お昼ご飯の後、母は妹を連れて買い物に行くと言った。出かけるに際して、母は私に執拗に大人しく寝ているようにと言った。私は「はい」と言ったものの、自分でも言いつけは破るだろうなと予期していた。
母が出かけた。私はリードから逃げ出した犬のように浮き立った。「何をしてやろうか」家をうろつく私の目に、キッチンに置かれた大きなガスオーブンが止まった。これも母の嫁入り道具で、ケーキを焼くときにはいつもこれを使うのだった。
「そうだ! 」と私はひらめいた。「これを使ってスポンジケーキを焼こう。あの本があればできるはずだ」手順はいつも母とケーキを焼いているから大体わかるし、毎日お菓子を焼いているだけの勘だって働く。材料を探すと幸い全部そろっている。
私は小麦粉と砂糖を計り、卵を割って卵白を固く泡立て、バターを溶かしもったりとした生地を作って、金属型にパラフィン紙を敷いて流し込んだ。オーブンの使い方も大体知っていた。現代の複雑なオーブンレンジと違い、設定すべきつまみは温度と時間しかない。私は余熱で暖めていたオーブンに生地を入れて、じっくりと焼き上げた。母が帰ってくるころに、ケーキは丁度焼けた。
母はケーキの焼ける匂いとキッチンの惨状、私の汚れたパジャマを見て恐慌状態となった。
「どうして大人しく寝ていなかったの! 」
「だって退屈だったんだもん。ねえ、お母さん、それよりこのケーキの上に絞る生クリームと苺買ってくれない? 最後までデコレートしたい」
「駄目! 」
母は断固言い張った。私の家から最寄りのスーパーまで徒歩五分しかかからなかった。買いに行こうと思えば買いに行ける距離だ。だが母は許さなかった。私は駄々っ子を発動してバタバタとごねた。私としては初めて自分一人だけで焼き上げたスポンジケーキを、真っ白い生クリームと苺で飾りたかったのだ。母は断固許さない。
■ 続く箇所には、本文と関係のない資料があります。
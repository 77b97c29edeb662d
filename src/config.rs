use crate::constants::{
    DEFAULT_CONFIG_FILE, DEFAULT_KEYS_FILE, DEFAULT_MIN_GAS_BALANCE_WEI, DEFAULT_PROXIES_FILE,
};
use crate::retry::RetryConfig;
use alloy::primitives::U256;
use anyhow::{Context, Result};
use regex::Regex;
use serde::{Deserialize, Serialize};
use std::env;
use std::fs;
use std::path::Path;
use std::str::FromStr;
use std::time::Duration;

/// One year.
const MAX_INTERVAL_HOURS: u64 = 24 * 365;

/// Runtime knobs. Contract addresses and call parameters are constants and
/// deliberately absent here.
#[derive(Debug, Clone, Default, Deserialize, Serialize, PartialEq)]
#[serde(default)]
pub struct BotConfig {
    pub files: FileSettings,
    pub retry: RetrySettings,
    pub timing: TimingSettings,
    pub monitoring: MonitoringSettings,
    pub schedule: ScheduleSettings,
    pub thresholds: Thresholds,
}

#[derive(Debug, Clone, Deserialize, Serialize, PartialEq)]
#[serde(default)]
pub struct FileSettings {
    pub private_keys: String,
    pub proxies: String,
}

#[derive(Debug, Clone, Deserialize, Serialize, PartialEq)]
#[serde(default)]
pub struct RetrySettings {
    pub max_attempts: u32,
    pub delay_seconds: u64,
}

#[derive(Debug, Clone, Deserialize, Serialize, PartialEq)]
#[serde(default)]
pub struct TimingSettings {
    pub claim_to_vote_delay_seconds: u64,
    pub inter_account_delay_seconds: u64,
}

#[derive(Debug, Clone, Deserialize, Serialize, PartialEq)]
#[serde(default)]
pub struct MonitoringSettings {
    pub transaction_timeout_seconds: u64,
    pub poll_interval_seconds: u64,
}

#[derive(Debug, Clone, Deserialize, Serialize, PartialEq)]
#[serde(default)]
pub struct ScheduleSettings {
    pub interval_hours: u64,
}

#[derive(Debug, Clone, Deserialize, Serialize, PartialEq)]
#[serde(default)]
pub struct Thresholds {
    pub min_gas_balance_wei: String,
}

impl Default for FileSettings {
    fn default() -> Self {
        Self {
            private_keys: DEFAULT_KEYS_FILE.to_string(),
            proxies: DEFAULT_PROXIES_FILE.to_string(),
        }
    }
}

impl Default for RetrySettings {
    fn default() -> Self {
        Self {
            max_attempts: 3,
            delay_seconds: 5,
        }
    }
}

impl Default for TimingSettings {
    fn default() -> Self {
        Self {
            claim_to_vote_delay_seconds: 10,
            inter_account_delay_seconds: 30,
        }
    }
}

impl Default for MonitoringSettings {
    fn default() -> Self {
        Self {
            transaction_timeout_seconds: 300,
            poll_interval_seconds: 3,
        }
    }
}

impl Default for ScheduleSettings {
    fn default() -> Self {
        Self { interval_hours: 24 }
    }
}

impl Default for Thresholds {
    fn default() -> Self {
        Self {
            min_gas_balance_wei: DEFAULT_MIN_GAS_BALANCE_WEI.to_string(),
        }
    }
}

impl BotConfig {
    pub fn load(path: &str) -> Result<Self> {
        dotenv::dotenv().ok();

        let content = fs::read_to_string(path)
            .with_context(|| format!("Failed to read config file {}", path))?;
        Self::from_toml(&content)
    }

    /// Loads `path` if given, else the default config file if present, else defaults.
    pub fn load_or_default(path: Option<&str>) -> Result<Self> {
        match path {
            Some(path) => Self::load(path),
            None if Path::new(DEFAULT_CONFIG_FILE).exists() => Self::load(DEFAULT_CONFIG_FILE),
            None => {
                dotenv::dotenv().ok();
                Ok(Self::default())
            }
        }
    }

    pub fn from_toml(content: &str) -> Result<Self> {
        let content = Self::substitute_env_vars(content)?;
        let config: BotConfig = toml::from_str(&content)?;
        config.validate()?;
        Ok(config)
    }

    fn validate(&self) -> Result<()> {
        if self.schedule.interval_hours == 0 {
            return Err(anyhow::anyhow!("schedule.interval_hours must be at least 1"));
        }
        if self.schedule.interval_hours > MAX_INTERVAL_HOURS {
            return Err(anyhow::anyhow!(
                "schedule.interval_hours must be at most {}",
                MAX_INTERVAL_HOURS
            ));
        }
        if self.monitoring.poll_interval_seconds == 0 {
            return Err(anyhow::anyhow!("monitoring.poll_interval_seconds must be at least 1"));
        }
        self.min_gas_balance()?;
        Ok(())
    }

    fn substitute_env_vars(content: &str) -> Result<String> {
        let re = Regex::new(r"\$\{([A-Z_][A-Z0-9_]*)\}")?;
        let mut result = content.to_string();

        for cap in re.captures_iter(content) {
            let var_name = &cap[1];
            let value = env::var(var_name).map_err(|_| {
                anyhow::anyhow!("Environment variable {} referenced in config is not set", var_name)
            })?;
            result = result.replace(&cap[0], &value);
        }

        Ok(result)
    }

    pub fn retry_config(&self) -> RetryConfig {
        RetryConfig::new(
            self.retry.max_attempts,
            Duration::from_secs(self.retry.delay_seconds),
        )
    }

    pub fn min_gas_balance(&self) -> Result<U256> {
        U256::from_str(&self.thresholds.min_gas_balance_wei).map_err(|e| {
            anyhow::anyhow!(
                "Invalid thresholds.min_gas_balance_wei {}: {}",
                self.thresholds.min_gas_balance_wei,
                e
            )
        })
    }

    pub fn schedule_interval(&self) -> Duration {
        Duration::from_secs(self.schedule.interval_hours.saturating_mul(60 * 60))
    }
}
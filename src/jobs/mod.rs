pub mod account_batch;

pub use account_batch::AccountBatchJob;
今となれば母の怒りの理由も分かる。大人しく寝ていなさいと言った私が寝ていない。そしてこのキッチンの惨状。私は高揚感から、いつも通り片付けながら作ることを忘れていた。汚れたボールに泡だて器、床に飛び散った小麦粉、ねとねとした布巾。母は言った。
「そのままスポンジだけで食べなさい。きっと美味しいから」
私は言った。
「嫌、それくらいなら牛乳に砂糖を入れて泡立ててみる」
私は牛乳に砂糖を入れて泡立てた。当然のことながらただ甘い牛乳が出来るだけで、もったりと固まったりしない。私は無理矢理それを焼きあげたばかりのスポンジケーキにかけた。せっかくのふかふかの生地は牛乳を吸ってべしゃりとふやけ、波に侵食される砂の城のようにぼろぼろに崩れてしまった。